Recently I have been playing chess, against both human and digital opponents. I enjoy it, plus it has the powerful negative virtue of making you forget everything else while you are playing.

But does chess help you develop any skills useful for life? In his early 16th century book The Courtier, which discusses how a renaissance man of the court should act and live, Castiglione thinks it a waste of time to spend too much time it, since at the end you will know ‘no more but a game’. ‘A noble science’ is much more worthwhile:

‘Who ever will be excellent in the playe of chestes, I beleave he must beestowe much tyme about it, and applie it with so much study, that a man may assoone learne some noble scyence, or compase any other matter of importaunce, and yet in the ende in beestowing all that laboure, he knoweth no more but a game.

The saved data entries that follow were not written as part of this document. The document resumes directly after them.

//! # Schema Model Error Types
//!
//! Errors raised while building the schema model from a definition document
//! and while resolving request fields against it.
//!
//! ## Error Categories
//!
//! - **Lookup Errors**: a request names a type, field or relationship the model
//!   does not know. These are surfaced to the caller as validation failures
//!   before any compilation happens.
//! - **Definition Errors**: the definition document is inconsistent (unknown
//!   targets, missing interface implementations, duplicate names).
//! - **Configuration Errors**: file I/O and parsing issues while loading.
//!
//! ```ignore
//! SchemaError::field_error_with_context(
//!     "Movie",
//!     "ratng",
//!     "While compiling `where` of root field `movies`"
//! )
//! ```

use thiserror::Error;

#[derive(Debug, Clone, Error, PartialEq)]
pub enum SchemaError {
    #[error("Unknown type `{type_name}`")]
    UnknownType { type_name: String },

    #[error("Type `{type_name}` has no field `{field}`")]
    UnknownField { type_name: String, field: String },

    #[error("Type `{type_name}` has no relationship `{relationship}`")]
    UnknownRelationship {
        type_name: String,
        relationship: String,
    },

    #[error("Unknown root field `{field}`")]
    UnknownRootField { field: String },

    #[error("Duplicate definition of `{name}`")]
    Duplicate { name: String },

    #[error("Field `{type_name}.{field}` has unknown scalar type `{scalar}`")]
    InvalidScalarType {
        type_name: String,
        field: String,
        scalar: String,
    },

    #[error("Entity `{entity}` implements `{interface}` but does not supply `{member}`")]
    MissingImplementation {
        entity: String,
        interface: String,
        member: String,
    },

    #[error("Union `{union_name}` member `{member}` is not an entity")]
    InvalidUnionMember { union_name: String, member: String },

    #[error("Relationship `{type_name}.{relationship}` references unknown properties type `{properties}`")]
    UnknownPropertiesType {
        type_name: String,
        relationship: String,
        properties: String,
    },

    #[error("Failed to read schema definition: {error}")]
    ConfigReadError { error: String },

    #[error("Failed to parse schema definition: {error}")]
    ConfigParseError { error: String },

    #[error("Invalid schema definition: {message}")]
    InvalidConfig { message: String },
}

impl SchemaError {
    /// Create an UnknownField error carrying the operation that hit it.
    pub fn field_error_with_context(
        type_name: impl Into<String>,
        field: impl Into<String>,
        context: impl Into<String>,
    ) -> Self {
        SchemaError::UnknownField {
            type_name: type_name.into(),
            field: format!("{}\n  Context: {}", field.into(), context.into()),
        }
    }

    /// Create an UnknownType error carrying the operation that hit it.
    pub fn type_error_with_context(
        type_name: impl Into<String>,
        context: impl Into<String>,
    ) -> Self {
        SchemaError::UnknownType {
            type_name: format!("{}\n  Context: {}", type_name.into(), context.into()),
        }
    }
}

Therfore in this I beleave there happeneth a very rare thing, namely, that the meane is more commendable, then the excellency.’

Judit Polgar, who became a grandmaster in 1991 at the age of 15, disagrees:

‘Playing chess has many aspects that can be useful in everyday situations like planning, concentration and combinations. You learn to win but also to lose and to be creative.’

I am not so sure about this. Chess requires concentration and planning, but I don’t know how far these are transferable beyond the chessboard. People don’t play by such strict rules in life, love or war.

The 19th century scientist and essayist T H Huxley went further, saying it was ‘an elementary truth’ that life is like a game of chess, but ‘infinitely more difficult and complicated’:

‘The chessboard is the world, the pieces are the phenomena of the universe, the rules of the game are what we call the laws of Nature. The player on the other side is hidden from us. We know that his play is always fair, just, and patient. But also we know, to our cost, that he never overlooks a mistake, or makes the smallest allowance for ignorance.’ (A Liberal Education, 1868).

Education, for Huxley, consisted in learning the rules of this game. I am not sure who his hidden player is – perhaps this is a nod to God, or to those who believed in one. But as the essay goes on the hidden player disappears and Nature takes over, sounding anything but fair: ‘Nature’s discipline is not even a word and a blow, and the blow first; but the blow without the word.’ This is more in tune with Darwin’s discoveries about ruthless competition among organisms, which of course Huxley championed (although he was not fully convinced about natural selection). He leaves the chessboard metaphor behind.

But I do like it when the rules of chess are played around with – as in Alice in Wonderland, with its snoozing king and racing queen. I would also think of A S Byatt’s Possession, in which Victorian wife Ellen Ash regularly plays chess with the visiting vicar. One night she has a suffocating dream in which her queen can only move one square at a time, like a king, while her opponent’s queen can move freely. We are left to make our own links with her life as an intelligent, capable woman whose main role, partly self-imposed, is to create a comfortable home and be an amanuensis and adviser to her poet husband. She has learned to play by the rules, as Huxley advises, but at some cost.